Case No. 18-CV-879-JPS-JPS
CORY ROESELER and ADVANCED
CORRECTIONAL HEALTHCARE,
ORDER
Defendants.
Plaintiff, Bryan Urquhart, alleges that he suffered a heart attack
while detained at the Sheboygan County Detention Center (“SCDC”) in
June 2017. (Docket #1 at 2–3). He complains that he did not receive adequate
healthcare for this condition at SCDC, in large measure because he was seen
by nurses rather than doctors. Id. Plaintiff maintains that he was properly
attended to only once he was transferred to Dodge Correctional Institution.
Id. at 3. Plaintiff’s complaint states that he “is asking the courts to order a
change in procedure” for the healthcare services at SCDC, in that he does
not want nurses to be used as a buffer between the inmates and the
physicians. Id. at 4. Plaintiff also requests monetary damages. Id.
Nowhere in Plaintiff’s complaint does he attempt to state a claim
against any of the individuals directly responsible for his healthcare. See
generally id. Instead, Plaintiff sues Defendant Cory Roeseler (“Roeseler”),
the Sheboygan County Sheriff, and Advanced Correctional Healthcare
(“ACH”), a private company contracted to provide medical services at
SCDC. Id. at 1–2. Plaintiff was allowed to proceed against both defendants
on the theory that their policies and practices led to the violation of his
Eighth Amendment right to adequate medical care. (Docket #8 at 5–6).1
The legal basis for this theory of liability originates from Monell v.
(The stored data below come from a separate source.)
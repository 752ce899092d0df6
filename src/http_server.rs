/// HTTP Server Module
///
/// Liveness endpoints for the hosting platform. Independent of the posting
/// loop; both `/` and `/health` answer with the same fixed payload.

use anyhow::{Context, Result};
use axum::{response::Json, routing::get, Router};

pub const SERVICE_NAME: &str = "ai_post_bot";

/// Create and configure the HTTP server router
pub fn create_router() -> Router {
    Router::new()
        .route("/", get(health_check))
        .route("/health", get(health_check))
}

/// Health check endpoint
async fn health_check() -> Json<serde_json::Value> {
    Json(serde_json::json!({
        "status": "ok",
        "service": SERVICE_NAME,
    }))
}

/// Start the HTTP server
pub async fn start_server(port: u16) -> Result<()> {
    let app = create_router();

    let listener = tokio::net::TcpListener::bind(format!("0.0.0.0:{}", port))
        .await
        .context("Failed to bind HTTP server")?;

    log::info!("HTTP server listening on port {}", port);

    axum::serve(listener, app)
        .await
        .context("HTTP server error")?;

    Ok(())
}
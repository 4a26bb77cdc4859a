// Copyright Claudio Mattera 2024-2025.
//
// Distributed under the MIT License or the Apache 2.0 License at your option.
// See the accompanying files LICENSE-MIT.txt and LICENSE-APACHE-2.0.txt, or
// online at
// https://opensource.org/licenses/MIT
// https://opensource.org/licenses/Apache-2.0

//! GPIO pin numbers, pin masks and levels

use core::fmt;

/// A GPIO pin number
pub type PinNumber = u8;

/// Maximal number of pins a [`PinMask`] can represent
const MASK_WIDTH: u8 = 64;

/// Logic level that triggers a GPIO wakeup
#[derive(Clone, Copy, Debug, PartialEq, Eq)]
pub enum WakeupLevel {
    /// Wake up when the pin is low
    Low,

    /// Wake up when the pin is high
    High,
}

impl WakeupLevel {
    /// Convert a wake polarity flag to a level
    #[must_use]
    pub const fn from_wake_on_high(wake_on_high: bool) -> Self {
        if wake_on_high {
            Self::High
        } else {
            Self::Low
        }
    }

    /// Return the pull resistor that keeps a pin idle at the opposite level
    ///
    /// A pin waking on high is pulled down, a pin waking on low is pulled up,
    /// so that a floating pin never triggers a wakeup.
    #[must_use]
    pub const fn idle_pull(self) -> Pull {
        match self {
            Self::High => Pull::Down,
            Self::Low => Pull::Up,
        }
    }
}

/// Internal pull resistor
#[derive(Clone, Copy, Debug, PartialEq, Eq)]
pub enum Pull {
    /// Pull-up resistor
    Up,

    /// Pull-down resistor
    Down,
}

/// A set of pins stored as a bitmask, bit `n` standing for GPIO `n`
#[derive(Clone, Copy, Debug, Default, PartialEq, Eq)]
pub struct PinMask(u64);

impl PinMask {
    /// The empty mask
    pub const EMPTY: Self = Self(0);

    /// Create a mask from raw bits
    #[must_use]
    pub const fn from_bits(bits: u64) -> Self {
        Self(bits)
    }

    /// Return the raw bits
    #[must_use]
    pub const fn bits(self) -> u64 {
        self.0
    }

    /// Check whether no pin is in the mask
    #[must_use]
    pub const fn is_empty(self) -> bool {
        self.0 == 0
    }

    /// Return the number of pins in the mask
    #[must_use]
    pub const fn len(self) -> u32 {
        self.0.count_ones()
    }

    /// Check whether a pin is in the mask
    #[must_use]
    pub const fn contains(self, pin: PinNumber) -> bool {
        match bit(pin) {
            Some(bit) => self.0 & bit != 0,
            None => false,
        }
    }

    /// Return this mask with a pin added
    ///
    /// Pins that do not fit in the mask are ignored.
    #[must_use]
    pub const fn with(self, pin: PinNumber) -> Self {
        match bit(pin) {
            Some(bit) => Self(self.0 | bit),
            None => self,
        }
    }

    /// Return this mask with a pin removed
    #[must_use]
    pub const fn without(self, pin: PinNumber) -> Self {
        match bit(pin) {
            Some(bit) => Self(self.0 & !bit),
            None => self,
        }
    }

    /// Iterate over the pins in the mask, in increasing order
    pub fn iter(self) -> impl Iterator<Item = PinNumber> {
        (0..MASK_WIDTH).filter(move |pin| self.contains(*pin))
    }
}

impl FromIterator<PinNumber> for PinMask {
    fn from_iter<I: IntoIterator<Item = PinNumber>>(pins: I) -> Self {
        pins.into_iter().fold(Self::EMPTY, Self::with)
    }
}

impl fmt::Display for PinMask {
    fn fmt(&self, formatter: &mut fmt::Formatter<'_>) -> fmt::Result {
        formatter.write_str("{")?;
        for (index, pin) in self.iter().enumerate() {
            if index > 0 {
                formatter.write_str(", ")?;
            }
            write!(formatter, "GPIO{pin}")?;
        }
        formatter.write_str("}")
    }
}

/// Return the bit corresponding to a pin, if it fits in a mask
const fn bit(pin: PinNumber) -> Option<u64> {
    if pin < MASK_WIDTH {
        Some(1 << pin)
    } else {
        None
    }
}
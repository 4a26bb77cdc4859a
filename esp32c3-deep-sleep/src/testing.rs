// Copyright Claudio Mattera 2024-2025.
//
// Distributed under the MIT License or the Apache 2.0 License at your option.
// See the accompanying files LICENSE-MIT.txt and LICENSE-APACHE-2.0.txt, or
// online at
// https://opensource.org/licenses/MIT
// https://opensource.org/licenses/Apache-2.0

//! Simulated power management backend for tests

use core::time::Duration;

use crate::PinMask;
use crate::PinNumber;
use crate::PowerDomain;
use crate::PowerManagementBackend;
use crate::PowerOption;
use crate::Pull;
use crate::WakeupCause;
use crate::WakeupLevel;

/// Number of simulated pads, as on ESP32-C3
const PIN_COUNT: usize = 22;

/// Number of simulated pads with RTC functions
const RTC_PIN_COUNT: PinNumber = 6;

/// Message of the panic raised when entering deep sleep
pub const DEEP_SLEEP_ENTERED: &str = "deep sleep entered";

/// Direction of a simulated pad
#[derive(Clone, Copy, Debug, PartialEq, Eq)]
pub enum PadMode {
    /// Pad left as after reset
    Unconfigured,

    /// Output driver enabled
    Output,

    /// Input buffer enabled and output driver disabled, with a pull resistor
    Input(Pull),
}

/// A backend recording the state of a simulated chip
#[derive(Debug)]
pub struct SimulatedBackend {
    /// Direction of each pad
    pub pads: [PadMode; PIN_COUNT],

    /// Active GPIO wakeup configuration
    pub gpio_wakeup: Option<(PinMask, WakeupLevel)>,

    /// Number of times GPIO wakeup was disabled
    pub gpio_wakeup_disables: usize,

    /// Armed timer wakeup
    pub timer_wakeup: Option<Duration>,

    /// Held pads, bit `n` standing for GPIO `n`
    pub held: u32,

    /// Power option of RTC slow memory
    pub slow_memory: Option<PowerOption>,

    /// Power option of RTC fast memory
    pub fast_memory: Option<PowerOption>,

    /// Reported wakeup cause
    pub cause: WakeupCause,
}

impl SimulatedBackend {
    /// Create a backend for a freshly booted chip
    pub const fn new() -> Self {
        Self {
            pads: [PadMode::Unconfigured; PIN_COUNT],
            gpio_wakeup: None,
            gpio_wakeup_disables: 0,
            timer_wakeup: None,
            held: 0,
            slow_memory: None,
            fast_memory: None,
            cause: WakeupCause::Undefined,
        }
    }

    /// Return the bit of a pad in the hold register
    fn hold_bit(pin: PinNumber) -> u32 {
        1 << pin
    }
}

impl PowerManagementBackend for SimulatedBackend {
    #[expect(clippy::cast_possible_truncation, reason = "There are 22 pads")]
    const PIN_COUNT: PinNumber = PIN_COUNT as PinNumber;

    fn configure_input(&mut self, pin: PinNumber, pull: Pull) {
        if let Some(pad) = self.pads.get_mut(usize::from(pin)) {
            *pad = PadMode::Input(pull);
        }
    }

    fn is_wakeup_capable(&self, pin: PinNumber) -> bool {
        pin < RTC_PIN_COUNT
    }

    fn enable_gpio_wakeup(&mut self, mask: PinMask, level: WakeupLevel) {
        self.gpio_wakeup = Some((mask, level));
    }

    fn disable_gpio_wakeup(&mut self) {
        self.gpio_wakeup = None;
        self.gpio_wakeup_disables += 1;
    }

    fn enable_timer_wakeup(&mut self, duration: Duration) {
        self.timer_wakeup = Some(duration);
    }

    fn is_hold_capable(&self, pin: PinNumber) -> bool {
        pin < RTC_PIN_COUNT
    }

    fn enable_hold(&mut self, pin: PinNumber) {
        self.held |= Self::hold_bit(pin);
    }

    fn disable_hold(&mut self, pin: PinNumber) {
        self.held &= !Self::hold_bit(pin);
    }

    fn wakeup_cause(&self) -> WakeupCause {
        self.cause
    }

    fn configure_power_domain(&mut self, domain: PowerDomain, option: PowerOption) {
        match domain {
            PowerDomain::RtcSlowMemory => self.slow_memory = Some(option),
            PowerDomain::RtcFastMemory => self.fast_memory = Some(option),
        }
    }

    #[expect(clippy::panic, reason = "A simulated chip cannot halt")]
    fn start_deep_sleep(&mut self) -> ! {
        panic!("{DEEP_SLEEP_ENTERED}");
    }
}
Department of Social Services of the City of New York, 436 U.S. 658 (1978). There,
the Supreme Court held that local government entities, such as
municipalities and counties, cannot be held vicariously liable for
constitutional violations committed by their employees. Id. at 690. Such
entities can, nevertheless, be liable under Section 1983 if “the
unconstitutional act complained of is caused by: (1) an official policy
adopted and promulgated by its officers; (2) a governmental practice or
custom that, although not officially authorized, is widespread and well
settled; or (3) an official with final policy-making authority.” Thomas v. Cook
Cty. Sheriff’s Dep’t, 604 F.3d 293, 303 (7th Cir. 2009) (citing Monell, 436 U.S.
at 690). Such a claim is colloquially referred to as a “Monell” claim. Monell
claims may be leveled against private companies as well, if the company
contracts to provide essential government services like inmate healthcare.
Shields v. Ill. Dep’t of Corr., 746 F.3d 782, 789 (7th Cir. 2014).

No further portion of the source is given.